这个周末,小克如约而至。除了特快列车有些晚点,梅雨比平时来得更早,一切都很顺利。虽然小克不是什么乐迷,甚至自称为“乐盲”,但想到四千多张古典音乐唱片排列在一起的壮观场面,她竟也经不住诱惑,要到我这儿来亲眼目睹一下。
除了天童寺、天一阁,这个周末的主要活动就是听音乐。我们给小克听了一张又一张唱片,也许是因为我们都记得她的那篇博文,一首马勒的歌曲曾那样深深地打动过她。“你都能听马勒了,还能不喜欢古典音乐?!”小克另一个朋友说的这句话,给我们的热情作了一个极好的注脚。我们急不可待地献出宝物,也不管对她而言是糖水还是汤药,统统灌给她。巴赫或莫扎特,马勒或老萧,弄得小克应接不暇。当然我们也隆重推出了德彪西、拉威尔和福雷......因为小克久被欧风法雨浸润,一定最识法兰西趣味。
这样一张张听下来,不知不觉已是午夜,小克终于忍不住提出想听那首最最打动她的马勒的歌曲。问题是她只隐约记得这首歌的英文名,大意是“我与世界失去了联系”。我们拿出伯恩斯坦的马勒全集,可是唱片说明上的歌曲名都是德文的。一定是我们俩都不太熟悉的曲子,否则当时读过小克文章就一定记住了。于是我们排除了《少年的魔角》、《亡儿之歌》,范围渐渐缩小到《旅伴之歌》和《五首吕克特歌曲》上。听了两首都不是,正发愁呢,小克终于从一个德文单词“abhanden"上找出了与曲名的某种联系,果然就是这首Ich bin der Welt abhanden gekommen。这是当红的男中音托马斯·汉普森演唱的。老实说,这首长达7’48”的歌曲让我觉得索然无味。或许我要是像小克那样在电影Coffee and Cigarettes的场景中听到它,感觉会完全不一样吧。显然小克更喜欢以前听过的贝克的版本。可是任凭小克如何描述那个被其认作“天籁”的歌声,我还是很难想象这首冗长的歌曲能美到何种程度。在马勒那么多好听的歌曲中,偏偏是这首深深感动了小克。可惜,当晚汉普森的演唱让我和洛奇都没法与她共鸣。

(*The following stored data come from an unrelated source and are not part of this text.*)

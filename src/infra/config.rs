//! Configuration loading from TOML files
//!
//! Config file is selected via:
//! 1. --config <path> command line argument
//! 2. CONFIG_FILE environment variable
//! 3. Default: config/dev.toml

use crate::domain::types::{Person, Place};
use anyhow::Context;
use serde::Deserialize;
use std::env;
use std::fs;
use std::path::Path;
use std::time::Duration;

#[derive(Debug, Clone, Deserialize)]
pub struct RobotConfig {
    /// Robot identifier, used for MQTT client ids and status payloads
    #[serde(default = "default_robot_id")]
    pub id: String,
}

impl Default for RobotConfig {
    fn default() -> Self {
        Self { id: default_robot_id() }
    }
}

fn default_robot_id() -> String {
    "robot".to_string()
}

#[derive(Debug, Clone, Deserialize)]
pub struct FollowConfig {
    /// Seconds without the target before the gateway reports it lost
    #[serde(default = "default_lost_timeout_secs")]
    pub lost_timeout_secs: u64,
    /// Maximum follow distance in meters
    #[serde(default = "default_max_distance_m")]
    pub max_distance_m: f32,
    /// Fixed delay between tracking loop iterations
    #[serde(default = "default_poll_interval_ms")]
    pub poll_interval_ms: u64,
}

impl Default for FollowConfig {
    fn default() -> Self {
        Self {
            lost_timeout_secs: default_lost_timeout_secs(),
            max_distance_m: default_max_distance_m(),
            poll_interval_ms: default_poll_interval_ms(),
        }
    }
}

fn default_lost_timeout_secs() -> u64 {
    10
}

fn default_max_distance_m() -> f32 {
    2.5
}

fn default_poll_interval_ms() -> u64 {
    500
}

#[derive(Debug, Clone, Deserialize)]
pub struct NavigationConfig {
    #[serde(default = "default_coordinate_deviation")]
    pub coordinate_deviation: f64,
    #[serde(default = "default_navigation_timeout_ms")]
    pub timeout_ms: u64,
}

impl Default for NavigationConfig {
    fn default() -> Self {
        Self {
            coordinate_deviation: default_coordinate_deviation(),
            timeout_ms: default_navigation_timeout_ms(),
        }
    }
}

fn default_coordinate_deviation() -> f64 {
    0.12345
}

fn default_navigation_timeout_ms() -> u64 {
    100_000
}

#[derive(Debug, Clone, Deserialize)]
pub struct MotionConfig {
    #[serde(default = "default_linear_speed")]
    pub linear_speed: f32,
    #[serde(default = "default_forward_distance_m")]
    pub forward_distance_m: f32,
    #[serde(default = "default_turn_left_speed")]
    pub turn_left_speed: f32,
    #[serde(default = "default_turn_right_speed")]
    pub turn_right_speed: f32,
    /// Horizontal head angle used by head up/down moves
    #[serde(default = "default_head_horizontal")]
    pub head_horizontal: i32,
    #[serde(default = "default_head_up_vertical")]
    pub head_up_vertical: i32,
    #[serde(default = "default_head_down_vertical")]
    pub head_down_vertical: i32,
}

impl Default for MotionConfig {
    fn default() -> Self {
        Self {
            linear_speed: default_linear_speed(),
            forward_distance_m: default_forward_distance_m(),
            turn_left_speed: default_turn_left_speed(),
            turn_right_speed: default_turn_right_speed(),
            head_horizontal: default_head_horizontal(),
            head_up_vertical: default_head_up_vertical(),
            head_down_vertical: default_head_down_vertical(),
        }
    }
}

fn default_linear_speed() -> f32 {
    0.3
}

fn default_forward_distance_m() -> f32 {
    1.0
}

fn default_turn_left_speed() -> f32 {
    0.3
}

fn default_turn_right_speed() -> f32 {
    1.5
}

fn default_head_horizontal() -> i32 {
    50
}

fn default_head_up_vertical() -> i32 {
    80
}

fn default_head_down_vertical() -> i32 {
    10
}

#[derive(Debug, Clone, Deserialize)]
pub struct MqttConfig {
    #[serde(default = "default_mqtt_enabled")]
    pub enabled: bool,
    #[serde(default = "default_mqtt_host")]
    pub host: String,
    #[serde(default = "default_mqtt_port")]
    pub port: u16,
    /// Topic carrying remote commands (subscribed)
    #[serde(default = "default_command_topic")]
    pub command_topic: String,
    /// Topic for robot state snapshots (published, QoS 0)
    #[serde(default = "default_status_topic")]
    pub status_topic: String,
    #[serde(default)]
    pub username: Option<String>,
    #[serde(default)]
    pub password: Option<String>,
}

impl Default for MqttConfig {
    fn default() -> Self {
        Self {
            enabled: default_mqtt_enabled(),
            host: default_mqtt_host(),
            port: default_mqtt_port(),
            command_topic: default_command_topic(),
            status_topic: default_status_topic(),
            username: None,
            password: None,
        }
    }
}

fn default_mqtt_enabled() -> bool {
    true
}

fn default_mqtt_host() -> String {
    "localhost".to_string()
}

fn default_mqtt_port() -> u16 {
    1883
}

fn default_command_topic() -> String {
    "robot/commands".to_string()
}

fn default_status_topic() -> String {
    "robot/status".to_string()
}

#[derive(Debug, Clone, Deserialize)]
pub struct MetricsConfig {
    #[serde(default = "default_metrics_interval")]
    pub interval_secs: u64,
}

impl Default for MetricsConfig {
    fn default() -> Self {
        Self { interval_secs: default_metrics_interval() }
    }
}

fn default_metrics_interval() -> u64 {
    10
}

/// Scripted world for the simulated gateway
#[derive(Debug, Clone, Deserialize)]
pub struct SimConfig {
    #[serde(default)]
    pub persons: Vec<Person>,
    #[serde(default)]
    pub places: Vec<Place>,
    /// Delay before the simulated gateway answers a follow command
    #[serde(default = "default_sim_follow_delay_ms")]
    pub follow_delay_ms: u64,
    /// Simulated speech duration per character
    #[serde(default = "default_sim_speech_ms_per_char")]
    pub speech_ms_per_char: u64,
}

impl Default for SimConfig {
    fn default() -> Self {
        Self {
            persons: Vec::new(),
            places: Vec::new(),
            follow_delay_ms: default_sim_follow_delay_ms(),
            speech_ms_per_char: default_sim_speech_ms_per_char(),
        }
    }
}

fn default_sim_follow_delay_ms() -> u64 {
    200
}

fn default_sim_speech_ms_per_char() -> u64 {
    40
}

#[derive(Debug, Clone, Deserialize, Default)]
pub struct TomlConfig {
    #[serde(default)]
    pub robot: RobotConfig,
    #[serde(default)]
    pub follow: FollowConfig,
    #[serde(default)]
    pub navigation: NavigationConfig,
    #[serde(default)]
    pub motion: MotionConfig,
    #[serde(default)]
    pub mqtt: MqttConfig,
    #[serde(default)]
    pub metrics: MetricsConfig,
    #[serde(default)]
    pub sim: SimConfig,
}

/// Main configuration struct used throughout the application
#[derive(Debug, Clone)]
pub struct Config {
    robot_id: String,
    follow_lost_timeout_secs: u64,
    follow_max_distance_m: f32,
    follow_poll_interval_ms: u64,
    navigation_coordinate_deviation: f64,
    navigation_timeout_ms: u64,
    motion: MotionConfig,
    mqtt_enabled: bool,
    mqtt_host: String,
    mqtt_port: u16,
    mqtt_command_topic: String,
    mqtt_status_topic: String,
    mqtt_username: Option<String>,
    mqtt_password: Option<String>,
    metrics_interval_secs: u64,
    sim: SimConfig,
    config_file: String,
}

impl Default for Config {
    fn default() -> Self {
        Self::from_toml(TomlConfig::default(), "default".to_string())
    }
}

impl Config {
    fn from_toml(toml_config: TomlConfig, config_file: String) -> Self {
        Self {
            robot_id: toml_config.robot.id,
            follow_lost_timeout_secs: toml_config.follow.lost_timeout_secs,
            follow_max_distance_m: toml_config.follow.max_distance_m,
            follow_poll_interval_ms: toml_config.follow.poll_interval_ms,
            navigation_coordinate_deviation: toml_config.navigation.coordinate_deviation,
            navigation_timeout_ms: toml_config.navigation.timeout_ms,
            motion: toml_config.motion,
            mqtt_enabled: toml_config.mqtt.enabled,
            mqtt_host: toml_config.mqtt.host,
            mqtt_port: toml_config.mqtt.port,
            mqtt_command_topic: toml_config.mqtt.command_topic,
            mqtt_status_topic: toml_config.mqtt.status_topic,
            mqtt_username: toml_config.mqtt.username,
            mqtt_password: toml_config.mqtt.password,
            metrics_interval_secs: toml_config.metrics.interval_secs,
            sim: toml_config.sim,
            config_file,
        }
    }

    /// Config path used when none is given on the command line
    pub fn default_config_path() -> String {
        env::var("CONFIG_FILE").unwrap_or_else(|_| "config/dev.toml".to_string())
    }

    /// Load configuration from a TOML file
    pub fn from_file<P: AsRef<Path>>(path: P) -> anyhow::Result<Self> {
        let path = path.as_ref();
        let content = fs::read_to_string(path)
            .with_context(|| format!("Failed to read config file {}", path.display()))?;

        let toml_config: TomlConfig = toml::from_str(&content)
            .with_context(|| format!("Failed to parse config file {}", path.display()))?;

        Ok(Self::from_toml(toml_config, path.display().to_string()))
    }

    /// Load configuration - tries TOML file first, falls back to defaults
    pub fn load_from_path(path: &str) -> Self {
        match Self::from_file(path) {
            Ok(config) => config,
            Err(e) => {
                eprintln!("Warning: {:#}. Using defaults.", e);
                Self::default()
            }
        }
    }

    pub fn robot_id(&self) -> &str {
        &self.robot_id
    }

    pub fn follow_lost_timeout_secs(&self) -> u64 {
        self.follow_lost_timeout_secs
    }

    pub fn follow_max_distance_m(&self) -> f32 {
        self.follow_max_distance_m
    }

    pub fn follow_poll_interval(&self) -> Duration {
        Duration::from_millis(self.follow_poll_interval_ms)
    }

    pub fn navigation_coordinate_deviation(&self) -> f64 {
        self.navigation_coordinate_deviation
    }

    pub fn navigation_timeout_ms(&self) -> u64 {
        self.navigation_timeout_ms
    }

    pub fn motion(&self) -> &MotionConfig {
        &self.motion
    }

    pub fn mqtt_enabled(&self) -> bool {
        self.mqtt_enabled
    }

    pub fn mqtt_host(&self) -> &str {
        &self.mqtt_host
    }

    pub fn mqtt_port(&self) -> u16 {
        self.mqtt_port
    }

    pub fn mqtt_command_topic(&self) -> &str {
        &self.mqtt_command_topic
    }

    pub fn mqtt_status_topic(&self) -> &str {
        &self.mqtt_status_topic
    }

    pub fn mqtt_username(&self) -> Option<&str> {
        self.mqtt_username.as_deref()
    }

    pub fn mqtt_password(&self) -> Option<&str> {
        self.mqtt_password.as_deref()
    }

    pub fn metrics_interval_secs(&self) -> u64 {
        self.metrics_interval_secs
    }

    pub fn sim(&self) -> &SimConfig {
        &self.sim
    }

    pub fn config_file(&self) -> &str {
        &self.config_file
    }

    /// Builder method for tests to shorten the tracking loop delay
    pub fn with_poll_interval_ms(mut self, ms: u64) -> Self {
        self.follow_poll_interval_ms = ms;
        self
    }
}

#[cfg(test)]
mod tests {
    use super::*;

    #[test]
    fn test_default_config() {
        let config = Config::default();
        assert_eq!(config.robot_id(), "robot");
        assert_eq!(config.follow_lost_timeout_secs(), 10);
        assert_eq!(config.follow_max_distance_m(), 2.5);
        assert_eq!(config.follow_poll_interval(), Duration::from_millis(500));
        assert_eq!(config.navigation_timeout_ms(), 100_000);
        assert_eq!(config.mqtt_command_topic(), "robot/commands");
        assert_eq!(config.config_file(), "default");
    }

    #[test]
    fn test_motion_defaults() {
        let motion = MotionConfig::default();
        assert_eq!(motion.turn_right_speed, 1.5);
        assert_eq!(motion.head_up_vertical, 80);
        assert_eq!(motion.head_down_vertical, 10);
    }

    #[test]
    fn test_partial_toml_keeps_defaults() {
        let toml_config: TomlConfig = toml::from_str(
            r#"
[follow]
poll_interval_ms = 250
"#,
        )
        .unwrap();
        let config = Config::from_toml(toml_config, "inline".to_string());
        assert_eq!(config.follow_poll_interval(), Duration::from_millis(250));
        assert_eq!(config.follow_lost_timeout_secs(), 10);
        assert!(config.mqtt_enabled());
    }

    #[test]
    fn test_with_poll_interval() {
        let config = Config::default().with_poll_interval_ms(5);
        assert_eq!(config.follow_poll_interval(), Duration::from_millis(5));
    }
}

也许是一直惦记着这首歌的缘故,小克走后的第二天,我突然想起费丽尔的一张唱片。那里面除了马勒的《大地之歌》,还收了三首《吕克特歌曲》。又是一个微雨的午夜,费丽尔的歌声在一片静谧中响起:
“我成了世上陌路人,
失去了太多好时光,
人们再也听不到我的歌,
他们说我已经死亡......
就让人们说我已经死亡.......
永别了这喧嚣的人世,
安息在一个宁静的地方,
我独自生活在我的天国中,
伴着我的爱情,我的歌唱。”
费丽尔的这首《我不再在世上存在》(Ich bin der Welt abhanden gekommen),真正让我体会到了小克当时的那种感动。费丽尔的嗓音宽厚而凝重,素朴而纯净,字字句句用情至深,却又充满着肃穆的宗教感。这歌声哀而不伤,远离了凡尘,正缓缓地向着天国飞升......怀着一丝眷恋,对人世间的美好,再做深情的一瞥......生命与死亡,爱情与歌唱,骤逝与永恒......除了已知自己将不久于人世的费丽尔,还有谁能将马勒歌曲中的悲剧感和永恒感唱出如此境界?